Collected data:
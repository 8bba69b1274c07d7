//! Configuration IO helpers.

use std::env;
use std::fs;
use std::path::{Path, PathBuf};

use dirs_next::config_dir;
use fnhost_util::expand_tilde;
use tracing::debug;

use crate::config::{ConfigError, HostConfig, interpolate_config, validate_config};

/// Environment variable overriding the default configuration path.
pub const CONFIG_PATH_ENV: &str = "FNHOST_CONFIG_PATH";

/// Returns the default path for the host configuration file.
pub fn default_config_path() -> PathBuf {
    if let Ok(path) = env::var(CONFIG_PATH_ENV)
        && !path.trim().is_empty()
    {
        return expand_tilde(&path);
    }

    config_dir().unwrap_or_else(|| PathBuf::from(".")).join("fnhost").join("host.json")
}

/// Loads host configuration from the default path.
pub fn load_config() -> Result<HostConfig, ConfigError> {
    load_config_from_path(&default_config_path())
}

/// Loads host configuration from a specific path.
///
/// A missing file yields the defaults. Files ending in `.json` are parsed as JSON,
/// anything else as YAML.
pub fn load_config_from_path(path: &Path) -> Result<HostConfig, ConfigError> {
    if !path.exists() {
        debug!(path = %path.display(), "no host configuration file; using defaults");
        return Ok(HostConfig::default());
    }

    let content = fs::read_to_string(path).map_err(|source| ConfigError::Io {
        path: path.to_path_buf(),
        source,
    })?;
    let is_json = path
        .extension()
        .and_then(|extension| extension.to_str())
        .is_some_and(|extension| extension.eq_ignore_ascii_case("json"));
    let mut config: HostConfig = if is_json {
        serde_json::from_str(&content)?
    } else {
        serde_yaml::from_str(&content)?
    };

    interpolate_config(&mut config)?;
    config.storage.root = expand_tilde(&config.storage.root.to_string_lossy());
    validate_config(&config)?;
    debug!(path = %path.display(), "loaded host configuration");
    Ok(config)
}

### Assignment
Every entry above should be written out again, precisely.

### Answer to this exercise
repository 8bba69b1274c07d7
//! Configuration IO helpers.

use std::env;
use std::fs;
use std::path::{Path, PathBuf};

use dirs_next::config_dir;
use fnhost_util::expand_tilde;
use tracing::debug;

use crate::config::{ConfigError, HostConfig, interpolate_config, validate_config};

/// Environment variable overriding the default configuration path.
pub const CONFIG_PATH_ENV: &str = "FNHOST_CONFIG_PATH";

/// Returns the default path for the host configuration file.
pub fn default_config_path() -> PathBuf {
    if let Ok(path) = env::var(CONFIG_PATH_ENV)
        && !path.trim().is_empty()
    {
        return expand_tilde(&path);
    }

    config_dir().unwrap_or_else(|| PathBuf::from(".")).join("fnhost").join("host.json")
}

/// Loads host configuration from the default path.
pub fn load_config() -> Result<HostConfig, ConfigError> {
    load_config_from_path(&default_config_path())
}

/// Loads host configuration from a specific path.
///
/// A missing file yields the defaults. Files ending in `.json` are parsed as JSON,
/// anything else as YAML.
pub fn load_config_from_path(path: &Path) -> Result<HostConfig, ConfigError> {
    if !path.exists() {
        debug!(path = %path.display(), "no host configuration file; using defaults");
        return Ok(HostConfig::default());
    }

    let content = fs::read_to_string(path).map_err(|source| ConfigError::Io {
        path: path.to_path_buf(),
        source,
    })?;
    let is_json = path
        .extension()
        .and_then(|extension| extension.to_str())
        .is_some_and(|extension| extension.eq_ignore_ascii_case("json"));
    let mut config: HostConfig = if is_json {
        serde_json::from_str(&content)?
    } else {
        serde_yaml::from_str(&content)?
    };

    interpolate_config(&mut config)?;
    config.storage.root = expand_tilde(&config.storage.root.to_string_lossy());
    validate_config(&config)?;
    debug!(path = %path.display(), "loaded host configuration");
    Ok(config)
}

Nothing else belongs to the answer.